Package repo surgery due to checked-in source archive?

Does anyone remember, a good while ago — IIRC it was around Fedora 26, maybe? — we had an issue where a particular src.fedoraproject.org repo was causing problems with large, slow downloads?

We realized pretty quickly that a source archive had been accidentally committed to the repo, then deleted — but because it was still in the commit history, that didn’t actually make any difference. So someone (possibly @churchyard, possibly @adamwill, possibly someone else entirely) had to go in and perform surgery on the commit history, rewriting both the commit checking in that archive and every subsequent commit, so that the git ref blob containing the large archive was no longer contained in the history?

I was almost sure the package in question was Blender, or if not then possibly Inkscape. But I can’t seem to find any trace of… any of this.

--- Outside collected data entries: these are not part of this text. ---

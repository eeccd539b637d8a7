//! Configuration loading and environment variable interpolation

use crate::error::Result;
use regex::Regex;
use std::env;
use std::fs;
use std::path::Path;

use super::Config;

pub const CONFIG_FILENAME: &str = "config.toml";

/// Load configuration for an instance folder.
///
/// A missing `config.toml` yields the defaults, a malformed one is an error.
pub fn load_config(instance_path: &Path) -> Result<Config> {
    let config_path = instance_path.join(CONFIG_FILENAME);
    let mut config = if config_path.exists() {
        load_config_from_path(&config_path)?
    } else {
        tracing::debug!("No config at {}, using defaults", config_path.display());
        Config::default()
    };
    config.instance_path = instance_path.to_path_buf();
    Ok(config)
}

/// Load configuration from a specific path
pub fn load_config_from_path(path: &Path) -> Result<Config> {
    let content = fs::read_to_string(path)?;
    let content = interpolate_env_vars(&content);
    let config: Config = toml::from_str(&content)?;
    config.validate()?;
    Ok(config)
}

/// Write the default configuration into an instance folder.
/// Returns `false` when a config file already exists.
pub fn save_default_config(instance_path: &Path) -> Result<bool> {
    let config_path = instance_path.join(CONFIG_FILENAME);
    if config_path.exists() {
        return Ok(false);
    }
    fs::create_dir_all(instance_path)?;
    fs::write(&config_path, default_config_content())?;
    Ok(true)
}

/// Interpolate environment variables in the format ${VAR_NAME} or ${VAR_NAME:-default}
fn interpolate_env_vars(content: &str) -> String {
    // This regex is a compile-time constant, panicking is acceptable here
    // as it indicates a programming error in the codebase, not a runtime issue
    let re = Regex::new(r"\$\{([A-Z_][A-Z0-9_]*)(?::-([^}]*))?\}")
        .expect("Invalid regex pattern - this is a bug in the codebase");

    re.replace_all(content, |caps: &regex::Captures| {
        let var_name = &caps[1];
        let default = caps.get(2).map(|m| m.as_str()).unwrap_or("");

        env::var(var_name).unwrap_or_else(|_| default.to_string())
    })
    .to_string()
}

/// Generate a default configuration file content
pub fn default_config_content() -> &'static str {
    r#"# flaskr instance configuration

[app]
# Used to sign session cookies. Replace with a long random value when deploying.
secret_key = "${FLASKR_SECRET_KEY:-dev}"
# Relative paths are resolved inside the instance folder
database = "flaskr.sqlite"
session_lifetime_days = 31
bcrypt_cost = 12

[server]
host = "127.0.0.1"
port = 5000
"#
}
//! Authentication models

use serde::Deserialize;

use crate::auth::password::MAX_PASSWORD_BYTES;

pub use crate::db::User;

/// Submitted register/login form. Missing fields count as empty.
#[derive(Debug, Default, Deserialize)]
pub struct Credentials {
    #[serde(default)]
    pub username: String,
    #[serde(default)]
    pub password: String,
}

impl Credentials {
    /// First registration problem, checked in order: username, password.
    /// Uniqueness needs the database and is checked by the caller.
    pub fn validate(&self) -> Option<&'static str> {
        if self.username.is_empty() {
            Some("Username is required.")
        } else if self.password.is_empty() {
            Some("Password is required.")
        } else if self.password.len() > MAX_PASSWORD_BYTES {
            Some("Password must be at most 72 bytes.")
        } else {
            None
        }
    }
}

pub fn already_registered(username: &str) -> String {
    format!("User {} is already registered.", username)
}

The problem report, the discussion that followed, the rewriting of the commit history…

I’m asking because, tonight I discovered we have another such situation with the adobe-source-han-mono-fonts package repo1, which will presumably require similar surgery to correct. So, I wanted to link to the previous such mitigation as an example, in the bugzilla report I’m currently opening. Except I can’t find it!

Notes

  1. The font package’s dist-git repo contains a 123M font archive that’s sha256-checksum-identical to the one that spectool -g downloads for the Source0 URL. But it’s checked in to the repo itself, instead of being uploaded to the lookaside cache. Cloning the repo therefore requires downloading 214MB of data, instead of the < 10MB it should be.
2 Likes

Background: I’m currently in the process of systematically cloning Every. Single. https://src.fedoraproject.org/rpms/* repo — you’re welcome, server admins — and of the ones I’ve gotten through so far (my script is moving alphabetically; currently it’s doing rust-*, and will be for quite some time) and at 214MB adobe-source-han-mono-fonts is the second-largest repo by an order of magnitude; behind it comes elfutils at 65MB and they shrink real fast after that.

The first-largest is golang-modernc-ccorpus2 at 355MB, but that repo contains a generated source package created by downloading an upstream distribution with non-free components and removing those.

I’m not completely sure whether or not an archive like that is supposed to be checked in to the repo or not. If the answer turns out to be no, then there are two repos that need git-liposuction.

Does anyone remember, a good while ago — IIRC it was around Fedora 26, maybe? — we had an issue where a particular src.fedoraproject.org repo was causing problems with large, slow downloads?

We realized pretty quickly that a source archive had been accidentally committed to the repo, then deleted — but because it was still in the commit history, that didn’t actually make any difference. So someone (possibly @churchyard, possibly @adamwill, possibly someone else entirely) had to go in and perform surgery on the commit history, rewriting both the commit checking in that archive and every subsequent commit, so that the git ref blob containing the large archive was no longer contained in the history?

I was almost sure the package in question was Blender, or if not then possibly Inkscape. But I can’t seem to find any trace of… any of this. The problem report, the discussion that followed, the rewriting of the commit history…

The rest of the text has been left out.